Normally, when one party brings a motion to enforce a settlement agreement against another party, it is a matter of “buyer’s remorse.” In other words, one party to the deal wants to back out or re-neg. (Last year, I covered a particularly beloved dispute in which a litigant sought to weasel out of a settlement agreement because his name had been misspelled.)

But what happens when a litigant agrees to a particular transaction in a settlement (like the transfer of property) but, in the mean time, something happens and the litigant simply cannot do the deal (like he loses the property)? Can the disappointed counter-party sue to enforce the settlement when it’s become impossible for the other side? If the plaintiff is the one who cannot perform its part of the deal, does the defendant get to just walk away and pay nothing?

In Wells Fargo v. First Medallion Mortgage Co., Wells Fargo sued another lender taking the position that 1st Medallion had sold two bad loans to Wells Fargo. This kind of lawsuit is commonly known as “mortgage repurchase litigation” because, if a loan has not gone into default, the buyer of the loan (Wells Fargo, in this case) sues the seller (1st Medallion) and seeks to force the seller to buy the loan back.

After agreeing on a price to buy/sell one of the two loans at issue back, U.S. Mag. Judge Jeffrey J. Keyes explained that Wells Fargo:

discovered a problem. It turned out that the …Loan [that Wells Fargo had agreed to sell back to 1st Medallion] no longer existed, as the loan had gone into default during the settlement negotiations, and the property securing the loan had been sold through a ‘short sale’ for $80,000, thus eliminating the loan. In a short sale the mortgage property is sold for less than the value of the loan secured by the mortgage on the property. In this case, Wells Fargo would have been paid approximately $80,000 of the short sale proceeds, and the remaining obligations of the borrower on the $112,731.70 […Loan that Wells Fargo had agreed to sell back to 1st Medallion] would have terminated. It is not clear from the record how, at the same time that Wells Fargo was negotiating a settlement that involved conveying [a] Loan back to Defendants, it was also liquidating the … Loan in the short sale transaction.

But “It is axiomatic that this Court cannot order a party to perform an impossible task,” the Court reasoned, so it could not issue an order enforcing a settlement agreement on terms that are impossible to fulfill.

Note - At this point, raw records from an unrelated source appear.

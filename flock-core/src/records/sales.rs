//! Sales and culling records

use chrono::NaiveDate;
use serde::{Deserialize, Serialize};

use super::{latest_batch, live_count, optional_text, require, require_positive};
use super::{ChickenIntake, DeathRecord};
use crate::error::ValidationError;
use crate::journal::Journal;

pub const DEFAULT_SALES_CUSTOMER: &str = "農友市場";
pub const DEFAULT_CULLING_REASON: &str = "生長不良";

/// Birds sold from a batch
#[derive(Debug, Clone, Serialize, Deserialize, PartialEq)]
#[serde(rename_all = "camelCase")]
pub struct SaleRecord {
    pub sale_date: NaiveDate,
    pub chicken_batch: String,
    pub quantity: u32,
    pub unit_price: f64,
    pub total_amount: f64,
    pub customer: String,
    #[serde(default, skip_serializing_if = "Option::is_none")]
    pub notes: Option<String>,
}

/// Birds removed from a batch
#[derive(Debug, Clone, Serialize, Deserialize, PartialEq)]
#[serde(rename_all = "camelCase")]
pub struct CullingRecord {
    pub culling_date: NaiveDate,
    pub chicken_batch: String,
    pub quantity: u32,
    pub reason: String,
    #[serde(default, skip_serializing_if = "Option::is_none")]
    pub notes: Option<String>,
}

#[derive(Debug, Clone, PartialEq)]
pub struct SaleForm {
    pub sale_date: NaiveDate,
    pub chicken_batch: String,
    pub quantity: u32,
    pub unit_price: f64,
    pub customer: String,
    pub notes: String,
}

impl SaleForm {
    pub fn new(today: NaiveDate, intakes: &Journal<ChickenIntake>) -> Self {
        Self {
            sale_date: today,
            chicken_batch: latest_batch(intakes),
            quantity: 10,
            unit_price: 200.0,
            customer: DEFAULT_SALES_CUSTOMER.to_string(),
            notes: String::new(),
        }
    }

    pub fn total_amount(&self) -> f64 {
        f64::from(self.quantity) * self.unit_price
    }

    pub fn validate(&self) -> Result<(), ValidationError> {
        require("Chicken batch", &self.chicken_batch)?;
        require("Customer", &self.customer)?;
        if self.quantity == 0 {
            return Err(ValidationError::NotPositive("Quantity"));
        }
        require_positive("Unit price", self.unit_price)
    }

    pub fn submit(&self) -> Result<SaleRecord, ValidationError> {
        self.validate()?;
        Ok(SaleRecord {
            sale_date: self.sale_date,
            chicken_batch: self.chicken_batch.trim().to_string(),
            quantity: self.quantity,
            unit_price: self.unit_price,
            total_amount: self.total_amount(),
            customer: self.customer.clone(),
            notes: optional_text(&self.notes),
        })
    }
}

#[derive(Debug, Clone, PartialEq)]
pub struct CullingForm {
    pub culling_date: NaiveDate,
    pub chicken_batch: String,
    pub quantity: u32,
    pub reason: String,
    pub notes: String,
}

impl CullingForm {
    pub fn new(today: NaiveDate, intakes: &Journal<ChickenIntake>) -> Self {
        Self {
            culling_date: today,
            chicken_batch: latest_batch(intakes),
            quantity: 5,
            reason: DEFAULT_CULLING_REASON.to_string(),
            notes: String::new(),
        }
    }

    pub fn validate(&self) -> Result<(), ValidationError> {
        require("Chicken batch", &self.chicken_batch)?;
        require("Reason", &self.reason)?;
        if self.quantity == 0 {
            return Err(ValidationError::NotPositive("Quantity"));
        }
        Ok(())
    }

    pub fn submit(&self) -> Result<CullingRecord, ValidationError> {
        self.validate()?;
        Ok(CullingRecord {
            culling_date: self.culling_date,
            chicken_batch: self.chicken_batch.trim().to_string(),
            quantity: self.quantity,
            reason: self.reason.clone(),
            notes: optional_text(&self.notes),
        })
    }
}

/// Birds still on the farm: live count minus everything sold or culled
pub fn birds_on_hand(
    intakes: &Journal<ChickenIntake>,
    deaths: &Journal<DeathRecord>,
    sales: &Journal<SaleRecord>,
    cullings: &Journal<CullingRecord>,
) -> i64 {
    let sold: i64 = sales.entries().iter().map(|e| i64::from(e.data.quantity)).sum();
    let culled: i64 = cullings.entries().iter().map(|e| i64::from(e.data.quantity)).sum();
    live_count(intakes, deaths) - sold - culled
}

#[cfg(test)]
mod tests {
    use super::*;
    use crate::categories::{
        CHICKEN_RECORDS, CULLING_RECORDS, DEATH_RECORDS, SALES_RECORDS,
    };
    use crate::records::IntakeForm;
    use crate::storage::{KeyValueBacking, MemoryBacking};
    use std::sync::Arc;

    fn day() -> NaiveDate {
        NaiveDate::from_ymd_opt(2024, 3, 15).unwrap()
    }

    #[test]
    fn test_sale_form_defaults_and_total() {
        let backing = Arc::new(MemoryBacking::new());
        let mut intakes: Journal<ChickenIntake> = Journal::load(backing, CHICKEN_RECORDS);
        intakes.record(IntakeForm::new(day()).submit().unwrap());

        let mut form = SaleForm::new(day(), &intakes);
        assert_eq!(form.chicken_batch, "B20240315");
        assert_eq!(form.customer, "農友市場");
        assert_eq!(form.total_amount(), 2000.0);

        form.quantity = 0;
        assert_eq!(form.submit(), Err(ValidationError::NotPositive("Quantity")));
    }

    #[test]
    fn test_culling_form_defaults() {
        let backing = Arc::new(MemoryBacking::new());
        let intakes: Journal<ChickenIntake> = Journal::load(backing, CHICKEN_RECORDS);
        let form = CullingForm::new(day(), &intakes);

        assert_eq!(form.quantity, 5);
        assert_eq!(form.reason, "生長不良");
        assert_eq!(form.submit(), Err(ValidationError::EmptyField("Chicken batch")));
    }

    #[test]
    fn test_birds_on_hand_subtracts_every_outflow() {
        let backing = Arc::new(MemoryBacking::new());
        let mut intakes: Journal<ChickenIntake> = Journal::load(backing.clone(), CHICKEN_RECORDS);
        intakes.record(IntakeForm::new(day()).submit().unwrap());

        let deaths: Journal<DeathRecord> = Journal::load(backing.clone(), DEATH_RECORDS);
        let mut sales: Journal<SaleRecord> = Journal::load(backing.clone(), SALES_RECORDS);
        let mut cullings: Journal<CullingRecord> = Journal::load(backing.clone(), CULLING_RECORDS);

        sales.record(SaleForm::new(day(), &intakes).submit().unwrap());
        cullings.record(CullingForm::new(day(), &intakes).submit().unwrap());
        assert_eq!(birds_on_hand(&intakes, &deaths, &sales, &cullings), 85);

        let raw = backing.load(SALES_RECORDS).unwrap().unwrap();
        assert!(raw.contains("\"saleDate\":\"2024-03-15\""));
        assert!(raw.contains("\"totalAmount\":2000.0"));
    }
}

The decision is a little frustrating (certainly for 1st Medallion, at least). The settlement is only “impossible” because of Plaintiff Wells Fargo’s inexplicable “short sale” at a time when Wells Fargo had agreed to sell the secured loan to 1st Medallion. That is, the “impossibility” in this case was self-inflicted. On the other hand, 1st Medallion had advocated to the Court that “Wells Fargo should be required to dismiss all claims against them, without any payment at all, because [one of the two loans at issue could] no longer be tendered back to the defendants.” Defendants over-reached there. That was too greedy.

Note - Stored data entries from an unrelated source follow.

//! JSON file key-value backing
//!
//! All keys live in a single JSON object on disk. Reads take a shared lock
//! and writes an exclusive lock on a sidecar `.lock` file so two processes
//! never interleave a read-modify-write.

use fs2::FileExt;
use std::collections::BTreeMap;
use std::fs::{self, File, OpenOptions};
use std::io::{BufReader, Write};
use std::path::{Path, PathBuf};
use std::time::{Duration, Instant};

use super::traits::{BackendType, KeyValueBacking, StorageResult};
use crate::error::StorageError;

const LOCK_TIMEOUT: Duration = Duration::from_secs(5);
const LOCK_RETRY: Duration = Duration::from_millis(100);

type Document = BTreeMap<String, String>;

/// Single-file JSON backing with advisory locking
pub struct JsonFileBacking {
    file_path: PathBuf,
    lock_file_path: PathBuf,
}

impl JsonFileBacking {
    /// Creates a backing for the given file; nothing is written until the
    /// first store
    pub fn new<P: AsRef<Path>>(file_path: P) -> Self {
        let file_path = file_path.as_ref().to_path_buf();
        let lock_file_path = file_path.with_extension("json.lock");
        Self {
            file_path,
            lock_file_path,
        }
    }

    fn acquire_write_lock(&self) -> StorageResult<File> {
        if let Some(parent) = self.lock_file_path.parent() {
            fs::create_dir_all(parent)?;
        }

        let lock_file = OpenOptions::new()
            .create(true)
            .write(true)
            .truncate(true)
            .open(&self.lock_file_path)?;

        self.wait_for_lock(|| FileExt::try_lock_exclusive(&lock_file))?;
        Ok(lock_file)
    }

    fn acquire_read_lock(&self) -> StorageResult<Option<File>> {
        if !self.lock_file_path.exists() {
            return Ok(None);
        }

        let lock_file = OpenOptions::new().read(true).open(&self.lock_file_path)?;
        self.wait_for_lock(|| FileExt::try_lock_shared(&lock_file))?;
        Ok(Some(lock_file))
    }

    fn wait_for_lock<F>(&self, mut try_lock: F) -> StorageResult<()>
    where
        F: FnMut() -> std::io::Result<()>,
    {
        let start = Instant::now();
        loop {
            match try_lock() {
                Ok(()) => return Ok(()),
                Err(e) if e.kind() == std::io::ErrorKind::WouldBlock => {
                    if start.elapsed() > LOCK_TIMEOUT {
                        return Err(StorageError::LockTimeout(
                            self.file_path.display().to_string(),
                        ));
                    }
                    std::thread::sleep(LOCK_RETRY);
                }
                Err(e) => return Err(e.into()),
            }
        }
    }

    fn read_document(&self) -> StorageResult<Document> {
        if !self.file_path.exists() {
            return Ok(Document::new());
        }
        let file = File::open(&self.file_path)?;
        let document = serde_json::from_reader(BufReader::new(file))?;
        Ok(document)
    }

    fn write_document(&self, document: &Document) -> StorageResult<()> {
        if let Some(parent) = self.file_path.parent() {
            fs::create_dir_all(parent)?;
        }
        let json = serde_json::to_string_pretty(document)?;
        fs::write(&self.file_path, json)?;
        Ok(())
    }

    /// Applies `update_fn` to the document under the exclusive lock
    fn update<F>(&self, update_fn: F) -> StorageResult<()>
    where
        F: FnOnce(&mut Document),
    {
        let mut lock_file = self.acquire_write_lock()?;
        let _ = writeln!(
            lock_file,
            "Locked by PID {} at {}",
            std::process::id(),
            chrono::Utc::now().to_rfc3339()
        );

        let mut document = self.read_document()?;
        update_fn(&mut document);
        self.write_document(&document)
        // Lock is released when lock_file is dropped
    }
}

impl KeyValueBacking for JsonFileBacking {
    fn backend_type(&self) -> BackendType {
        BackendType::JsonFile
    }

    fn path(&self) -> Option<&Path> {
        Some(&self.file_path)
    }

    fn load(&self, key: &str) -> StorageResult<Option<String>> {
        let _lock = self.acquire_read_lock()?;
        Ok(self.read_document()?.remove(key))
    }

    fn store(&self, key: &str, value: &str) -> StorageResult<()> {
        self.update(|document| {
            document.insert(key.to_string(), value.to_string());
        })
    }

    fn delete(&self, key: &str) -> StorageResult<()> {
        self.update(|document| {
            document.remove(key);
        })
    }

    fn clear_all(&self) -> StorageResult<()> {
        self.update(|document| document.clear())
    }

    fn keys(&self) -> StorageResult<Vec<String>> {
        let _lock = self.acquire_read_lock()?;
        Ok(self.read_document()?.into_keys().collect())
    }
}

#[cfg(test)]
mod tests {
    use super::*;
    use tempfile::TempDir;

    #[test]
    fn test_json_backing_missing_file_reads_absent() {
        let temp_dir = TempDir::new().unwrap();
        let backing = JsonFileBacking::new(temp_dir.path().join("data.json"));

        assert_eq!(backing.load("anything").unwrap(), None);
        assert!(backing.keys().unwrap().is_empty());
    }

    #[test]
    fn test_json_backing_store_and_reload() {
        let temp_dir = TempDir::new().unwrap();
        let path = temp_dir.path().join("nested").join("data.json");

        let backing = JsonFileBacking::new(&path);
        backing.store("chicken_farm_suppliers", r#"[{"id":1}]"#).unwrap();
        backing.store("chicken_farm_feed_types", "[]").unwrap();

        // A second handle on the same file sees the writes
        let reopened = JsonFileBacking::new(&path);
        assert_eq!(
            reopened.load("chicken_farm_suppliers").unwrap().as_deref(),
            Some(r#"[{"id":1}]"#)
        );
        assert_eq!(
            reopened.keys().unwrap(),
            vec!["chicken_farm_feed_types", "chicken_farm_suppliers"]
        );
    }

    #[test]
    fn test_json_backing_delete_and_clear() {
        let temp_dir = TempDir::new().unwrap();
        let backing = JsonFileBacking::new(temp_dir.path().join("data.json"));

        backing.store("a", "1").unwrap();
        backing.store("b", "2").unwrap();
        backing.delete("a").unwrap();
        assert_eq!(backing.load("a").unwrap(), None);
        assert_eq!(backing.load("b").unwrap().as_deref(), Some("2"));

        backing.clear_all().unwrap();
        assert!(backing.keys().unwrap().is_empty());
    }

    #[test]
    fn test_json_backing_corrupt_document_is_an_error() {
        let temp_dir = TempDir::new().unwrap();
        let path = temp_dir.path().join("data.json");
        fs::write(&path, "not json").unwrap();

        let backing = JsonFileBacking::new(&path);
        assert!(matches!(backing.load("a"), Err(StorageError::Encoding(_))));
    }
}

We’ll see if Defendants 1st Medallion and River Bancorp take a run at the issue again with U.S. District Court Judge Patrick J. Schiltz (D. Minn.) to whom they have a right of “appeal” (or, more accurately, a right to object to the Magistrate Judge’s order). I am not so sure I’d go for that if I were 1st Medallion’s lawyers. It’s a deferential standard and the case does not concern a very large pile of money. There was and is little left to fight over in this case…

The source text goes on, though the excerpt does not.